§ **Data supplied**
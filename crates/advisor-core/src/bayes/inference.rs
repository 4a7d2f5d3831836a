//! Exact posterior queries by enumeration over unobserved variables.

use super::network::BayesianNetwork;
use super::product::CartesianProduct;
use serde::{Deserialize, Serialize};
use thiserror::Error;

/// Marginal distribution of one variable after conditioning on evidence.
#[derive(Debug, Clone, PartialEq, Serialize, Deserialize)]
pub struct PosteriorResult {
    pub variable_name: String,
    pub state_labels: Vec<String>,
    pub probabilities: Vec<f64>,
}

impl PosteriorResult {
    pub fn probability_of(&self, state: &str) -> Option<f64> {
        self.state_labels
            .iter()
            .position(|label| label == state)
            .map(|index| self.probabilities[index])
    }

    /// Most probable state; the earlier state wins exact ties.
    pub fn most_likely(&self) -> Option<(&str, f64)> {
        let mut best: Option<(usize, f64)> = None;
        for (index, probability) in self.probabilities.iter().copied().enumerate() {
            match best {
                Some((_, current)) if probability <= current => {}
                _ => best = Some((index, probability)),
            }
        }
        best.map(|(index, probability)| (self.state_labels[index].as_str(), probability))
    }
}

#[derive(Debug, Clone, PartialEq, Error)]
pub enum InferenceError {
    #[error("unknown variable '{0}'")]
    UnknownVariable(String),
    #[error("variable '{variable}' has no state '{state}'")]
    UnknownState { variable: String, state: String },
    #[error("target '{0}' is also observed")]
    TargetObserved(String),
    #[error("evidence has zero probability under the network")]
    ZeroProbability,
}

impl BayesianNetwork {
    /// Posterior of `target` given `(variable, state)` evidence pairs.
    ///
    /// Factors whose whole scope is observed are constant across target states
    /// and cancel in normalization, so they are skipped. This keeps queries
    /// defined when an observed root has a zero prior.
    pub fn query(
        &self,
        target: &str,
        evidence: &[(&str, &str)],
    ) -> Result<PosteriorResult, InferenceError> {
        let target_index = self
            .index_of(target)
            .ok_or_else(|| InferenceError::UnknownVariable(target.to_string()))?;

        let mut assignment: Vec<Option<usize>> = vec![None; self.len()];
        for (name, state) in evidence {
            let index = self
                .index_of(name)
                .ok_or_else(|| InferenceError::UnknownVariable((*name).to_string()))?;
            if index == target_index {
                return Err(InferenceError::TargetObserved(target.to_string()));
            }
            let state_index = self.variables()[index].state_index(state).ok_or_else(|| {
                InferenceError::UnknownState {
                    variable: (*name).to_string(),
                    state: (*state).to_string(),
                }
            })?;
            assignment[index] = Some(state_index);
        }

        let factors: Vec<usize> = self
            .topological_order()
            .iter()
            .copied()
            .filter(|index| {
                let variable = &self.variables()[*index];
                assignment[*index].is_none()
                    || *index == target_index
                    || variable.parents().iter().any(|p| assignment[*p].is_none())
            })
            .collect();

        let hidden: Vec<usize> = (0..self.len())
            .filter(|index| *index != target_index && assignment[*index].is_none())
            .collect();
        let hidden_cards: Vec<usize> = hidden
            .iter()
            .map(|index| self.variables()[*index].cardinality())
            .collect();

        let target_variable = &self.variables()[target_index];
        let mut unnormalized = vec![0.0; target_variable.cardinality()];
        let mut full: Vec<usize> = assignment.iter().map(|state| state.unwrap_or(0)).collect();
        let mut parent_states = Vec::new();

        for (target_state, mass) in unnormalized.iter_mut().enumerate() {
            full[target_index] = target_state;
            for combination in CartesianProduct::new(&hidden_cards) {
                for (variable, state) in hidden.iter().zip(&combination) {
                    full[*variable] = *state;
                }
                let mut product = 1.0;
                for factor in &factors {
                    let variable = &self.variables()[*factor];
                    parent_states.clear();
                    parent_states.extend(variable.parents().iter().map(|p| full[*p]));
                    product *= self.cpt_at(*factor).probability(full[*factor], &parent_states);
                    if product == 0.0 {
                        break;
                    }
                }
                *mass += product;
            }
        }

        let total: f64 = unnormalized.iter().sum();
        if !(total.is_finite() && total > 0.0) {
            return Err(InferenceError::ZeroProbability);
        }

        Ok(PosteriorResult {
            variable_name: target_variable.name().to_string(),
            state_labels: target_variable
                .states()
                .iter()
                .map(|state| (*state).to_string())
                .collect(),
            probabilities: unnormalized.into_iter().map(|mass| mass / total).collect(),
        })
    }
}

#[cfg(test)]
mod tests {
    use super::*;
    use crate::bayes::Cpt;

    fn rain_network() -> BayesianNetwork {
        BayesianNetwork::builder()
            .root("rain", &["no", "yes"], &[0.8, 0.2])
            .root("sprinkler", &["off", "on"], &[0.6, 0.4])
            .node(
                "grass",
                &["dry", "wet"],
                &["rain", "sprinkler"],
                Cpt::conditional(
                    &[vec![1.0, 0.1, 0.2, 0.01], vec![0.0, 0.9, 0.8, 0.99]],
                    &[2, 2],
                ),
            )
            .build()
            .unwrap()
    }

    #[test]
    fn prior_marginal_without_evidence() {
        let posterior = rain_network().query("grass", &[]).unwrap();
        // P(wet) = .8*.6*0 + .8*.4*.9 + .2*.6*.8 + .2*.4*.99
        let expected = 0.288 + 0.096 + 0.0792;
        assert!((posterior.probability_of("wet").unwrap() - expected).abs() < 1e-12);
        let sum: f64 = posterior.probabilities.iter().sum();
        assert!((sum - 1.0).abs() < 1e-12);
    }

    #[test]
    fn full_evidence_reads_cpt_column() {
        let posterior = rain_network()
            .query("grass", &[("rain", "yes"), ("sprinkler", "off")])
            .unwrap();
        assert!((posterior.probabilities[0] - 0.2).abs() < 1e-12);
        assert!((posterior.probabilities[1] - 0.8).abs() < 1e-12);
    }

    #[test]
    fn diagnostic_query_conditions_on_child() {
        let posterior = rain_network().query("rain", &[("grass", "wet")]).unwrap();
        let wet = 0.288 + 0.096 + 0.0792;
        let expected = (0.096 + 0.0792) / wet;
        assert!((posterior.probability_of("yes").unwrap() - expected).abs() < 1e-12);
    }

    #[test]
    fn zero_prior_root_still_conditions() {
        let network = BayesianNetwork::builder()
            .root("home", &["yes", "no"], &[1.0, 0.0])
            .node(
                "risk",
                &["safe", "risky"],
                &["home"],
                Cpt::conditional(&[vec![0.7, 0.4], vec![0.3, 0.6]], &[2]),
            )
            .build()
            .unwrap();
        let posterior = network.query("risk", &[("home", "no")]).unwrap();
        assert!((posterior.probability_of("risky").unwrap() - 0.6).abs() < 1e-12);
    }

    #[test]
    fn impossible_evidence_is_an_error() {
        let network = BayesianNetwork::builder()
            .root("home", &["yes", "no"], &[1.0, 0.0])
            .node(
                "risk",
                &["safe", "risky"],
                &["home"],
                Cpt::conditional(&[vec![1.0, 1.0], vec![0.0, 0.0]], &[2]),
            )
            .build()
            .unwrap();
        assert_eq!(
            network.query("home", &[("risk", "risky")]),
            Err(InferenceError::ZeroProbability)
        );
    }

    #[test]
    fn unknown_names_are_rejected() {
        let network = rain_network();
        assert_eq!(
            network.query("hail", &[]),
            Err(InferenceError::UnknownVariable("hail".to_string()))
        );
        assert!(matches!(
            network.query("grass", &[("rain", "drizzle")]),
            Err(InferenceError::UnknownState { .. })
        ));
        assert_eq!(
            network.query("grass", &[("grass", "wet")]),
            Err(InferenceError::TargetObserved("grass".to_string()))
        );
    }

    #[test]
    fn most_likely_prefers_first_on_ties() {
        let posterior = PosteriorResult {
            variable_name: "risk".to_string(),
            state_labels: vec!["safe".to_string(), "risky".to_string()],
            probabilities: vec![0.5, 0.5],
        };
        assert_eq!(posterior.most_likely(), Some(("safe", 0.5)));
    }
}
use std::fs;
use std::io;
use std::path::PathBuf;

use anyhow::{Context, bail};
use clap::{Parser, Subcommand};

use advisor_bench::chat::{ChatSessions, run_repl};
use advisor_bench::config::{ResolvedOutputs, ScenarioConfig};
use advisor_bench::logging::{init_console_logging, init_logging};
use advisor_bench::runner::ScenarioRunner;
use advisor_bot::{AdviserRegistry, parse_history};
use advisor_core::bayes::snapshot::NetworkSnapshot;
use advisor_core::model::Sport;
use advisor_core::profile::SportProfile;

/// Betting advice engine for soccer and basketball.
#[derive(Debug, Parser)]
#[command(
    name = "sport-advisor",
    author,
    version,
    about = "Bayesian betting advice driven by a question-and-answer dialogue"
)]
struct Cli {
    #[command(subcommand)]
    command: Command,
}

#[derive(Debug, Subcommand)]
enum Command {
    /// Replay scripted scenarios from a YAML file and write transcripts.
    Run {
        /// Path to the YAML configuration file.
        #[arg(short, long, value_name = "FILE", default_value = "scenarios/smoke.yaml")]
        config: PathBuf,

        /// Override the run identifier (substitutes {run_id} templates).
        #[arg(long, value_name = "RUN_ID")]
        run_id: Option<String>,

        /// Exit after validating the configuration (no scenario is run).
        #[arg(long)]
        validate_only: bool,
    },
    /// Interactive conversation on stdin/stdout.
    Chat {
        /// Session key, so several users can be simulated in turn.
        #[arg(long, default_value = "local")]
        user: String,
    },
    /// Answer a single request and print the response as JSON.
    Advise {
        /// "soccer" or "basketball" (Spanish aliases accepted).
        #[arg(short, long)]
        sport: String,

        /// JSON array of single-key objects, or a path to a file holding one.
        #[arg(long, value_name = "JSON|FILE", default_value = "[]")]
        history: String,
    },
    /// Print the compiled network for a sport as JSON.
    Inspect {
        #[arg(short, long)]
        sport: String,
    },
}

fn main() -> anyhow::Result<()> {
    let cli = Cli::parse();
    match cli.command {
        Command::Run {
            config,
            run_id,
            validate_only,
        } => run_scenarios(config, run_id, validate_only),
        Command::Chat { user } => {
            init_console_logging();
            let registry = AdviserRegistry::from_env()?;
            let sessions = ChatSessions::new();
            let stdin = io::stdin();
            run_repl(&sessions, &registry, &user, stdin.lock(), io::stdout().lock())?;
            Ok(())
        }
        Command::Advise { sport, history } => {
            init_console_logging();
            let sport: Sport = sport.parse()?;
            let raw = if history.trim_start().starts_with('[') {
                history
            } else {
                fs::read_to_string(&history)
                    .with_context(|| format!("reading history from {history}"))?
            };
            let history = parse_history(&raw).context("parsing history")?;
            let registry = AdviserRegistry::from_env()?;
            let response = registry.respond(sport.as_str(), &history);
            println!("{}", serde_json::to_string(&response)?);
            Ok(())
        }
        Command::Inspect { sport } => {
            let sport: Sport = sport.parse()?;
            let profile = SportProfile::build(sport)?;
            println!("{}", NetworkSnapshot::to_json(profile.network())?);
            Ok(())
        }
    }
}

fn run_scenarios(
    path: PathBuf,
    run_id: Option<String>,
    validate_only: bool,
) -> anyhow::Result<()> {
    let mut config = ScenarioConfig::from_path(&path)?;

    if let Some(run_id) = run_id {
        config.run_id = run_id;
    }

    config.validate()?;

    let outputs: ResolvedOutputs = config.resolved_outputs();
    let scenario_count = config.scenarios.len();
    let run_id = config.run_id.clone();

    println!(
        "Loaded configuration '{run_id}' with {scenario_count} scenario{}",
        if scenario_count == 1 { "" } else { "s" }
    );

    if validate_only {
        println!("Validation-only mode: scenarios skipped.");
        return Ok(());
    }

    let _logging_guard = init_logging(&config.logging, &outputs)?;
    let runner = ScenarioRunner::new(config, outputs)?;
    let summary = runner.run()?;

    println!(
        "Run complete for '{run_id}': {} scenarios, {} finals → {} rows at {}",
        summary.scenarios_run,
        summary.finals,
        summary.rows_written,
        summary.jsonl_path.display()
    );
    println!("Summary table: {}", summary.summary_path.display());
    if let Some(decisions) = summary.decisions_path.as_ref() {
        println!("Decision log: {}", decisions.display());
    }

    if !summary.failures.is_empty() {
        for failure in &summary.failures {
            eprintln!(
                "  {}: {} expected {}, got {}",
                failure.scenario, failure.check, failure.expected, failure.actual
            );
        }
        bail!("{} expectation(s) failed", summary.failures.len());
    }

    Ok(())
}
use parking_lot::RwLock;
use serde::{Deserialize, Serialize};
use std::fs::{self, File};
use std::io::{self, BufWriter, Write};
use std::path::Path;
use std::sync::atomic::{AtomicU64, Ordering};

const DEFAULT_RETENTION: usize = 256;

/// Bounded in-process log of adviser outcomes.
#[derive(Debug)]
pub struct TelemetrySink {
    retention: usize,
    next_index: AtomicU64,
    records: RwLock<Vec<DecisionRecord>>,
}

#[derive(Debug, Clone, PartialEq, Serialize, Deserialize)]
pub struct DecisionRecord {
    pub decision_index: u64,
    pub sport: String,
    pub history_len: usize,
    /// `question`, `rejection`, `final` or `error`.
    pub outcome: String,
    #[serde(default, skip_serializing_if = "Option::is_none")]
    pub next_fact: Option<String>,
    #[serde(default, skip_serializing_if = "Option::is_none")]
    pub p_safe: Option<f64>,
    #[serde(default, skip_serializing_if = "Option::is_none")]
    pub error: Option<String>,
}

#[derive(Debug, Clone, PartialEq, Serialize)]
pub struct TelemetrySummary {
    pub record_count: usize,
    pub questions: usize,
    pub rejections: usize,
    pub finals: usize,
    pub errors: usize,
    pub mean_p_safe: Option<f64>,
}

impl TelemetrySink {
    pub fn new(retention: usize) -> Self {
        Self {
            retention: retention.max(1),
            next_index: AtomicU64::new(1),
            records: RwLock::new(Vec::new()),
        }
    }

    /// Retention from `ADVISOR_TELEMETRY_RETENTION`, defaulting to 256.
    pub fn from_env() -> Self {
        Self::new(retention_from_reader(|key| std::env::var(key).ok()))
    }

    pub fn retention(&self) -> usize {
        self.retention
    }

    /// Stamps `record` with the next decision index and stores it.
    pub fn push(&self, mut record: DecisionRecord) {
        record.decision_index = self.next_index.fetch_add(1, Ordering::Relaxed);
        let mut records = self.records.write();
        records.push(record);
        if records.len() > self.retention {
            let overflow = records.len() - self.retention;
            records.drain(0..overflow);
        }
    }

    pub fn snapshot(&self) -> Vec<DecisionRecord> {
        self.records.read().clone()
    }

    pub fn len(&self) -> usize {
        self.records.read().len()
    }

    pub fn is_empty(&self) -> bool {
        self.records.read().is_empty()
    }

    pub fn clear(&self) {
        self.records.write().clear();
        self.next_index.store(1, Ordering::Relaxed);
    }

    pub fn summarize(&self) -> TelemetrySummary {
        TelemetrySummary::from_records(&self.snapshot())
    }

    /// Writes one JSON object per line, creating parent directories.
    pub fn write_jsonl(&self, path: &Path) -> io::Result<usize> {
        let records = self.snapshot();
        if let Some(parent) = path.parent() {
            if !parent.as_os_str().is_empty() {
                fs::create_dir_all(parent)?;
            }
        }
        let mut writer = BufWriter::new(File::create(path)?);
        for record in &records {
            let json = serde_json::to_string(record).map_err(io::Error::other)?;
            writeln!(writer, "{json}")?;
        }
        writer.flush()?;
        Ok(records.len())
    }
}

impl Default for TelemetrySink {
    fn default() -> Self {
        Self::new(DEFAULT_RETENTION)
    }
}

impl DecisionRecord {
    pub fn new(sport: impl Into<String>, history_len: usize, outcome: impl Into<String>) -> Self {
        Self {
            decision_index: 0,
            sport: sport.into(),
            history_len,
            outcome: outcome.into(),
            next_fact: None,
            p_safe: None,
            error: None,
        }
    }
}

impl TelemetrySummary {
    pub fn from_records(records: &[DecisionRecord]) -> Self {
        let count = |outcome: &str| records.iter().filter(|r| r.outcome == outcome).count();
        let probabilities: Vec<f64> = records.iter().filter_map(|r| r.p_safe).collect();
        let mean_p_safe = if probabilities.is_empty() {
            None
        } else {
            Some(probabilities.iter().sum::<f64>() / probabilities.len() as f64)
        };
        Self {
            record_count: records.len(),
            questions: count("question"),
            rejections: count("rejection"),
            finals: count("final"),
            errors: count("error"),
            mean_p_safe,
        }
    }
}

fn retention_from_reader<F>(mut read: F) -> usize
where
    F: FnMut(&str) -> Option<String>,
{
    read("ADVISOR_TELEMETRY_RETENTION")
        .and_then(|raw| raw.trim().parse::<usize>().ok())
        .filter(|value| *value > 0)
        .unwrap_or(DEFAULT_RETENTION)
}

§ **Your assignment**
Copy out, in full, each line above that has the word "configuration" in it.

§ **Solution for this problem**
        /// Path to the YAML configuration file.
        /// Exit after validating the configuration (no scenario is run).
        "Loaded configuration '{run_id}' with {scenario_count} scenario{}",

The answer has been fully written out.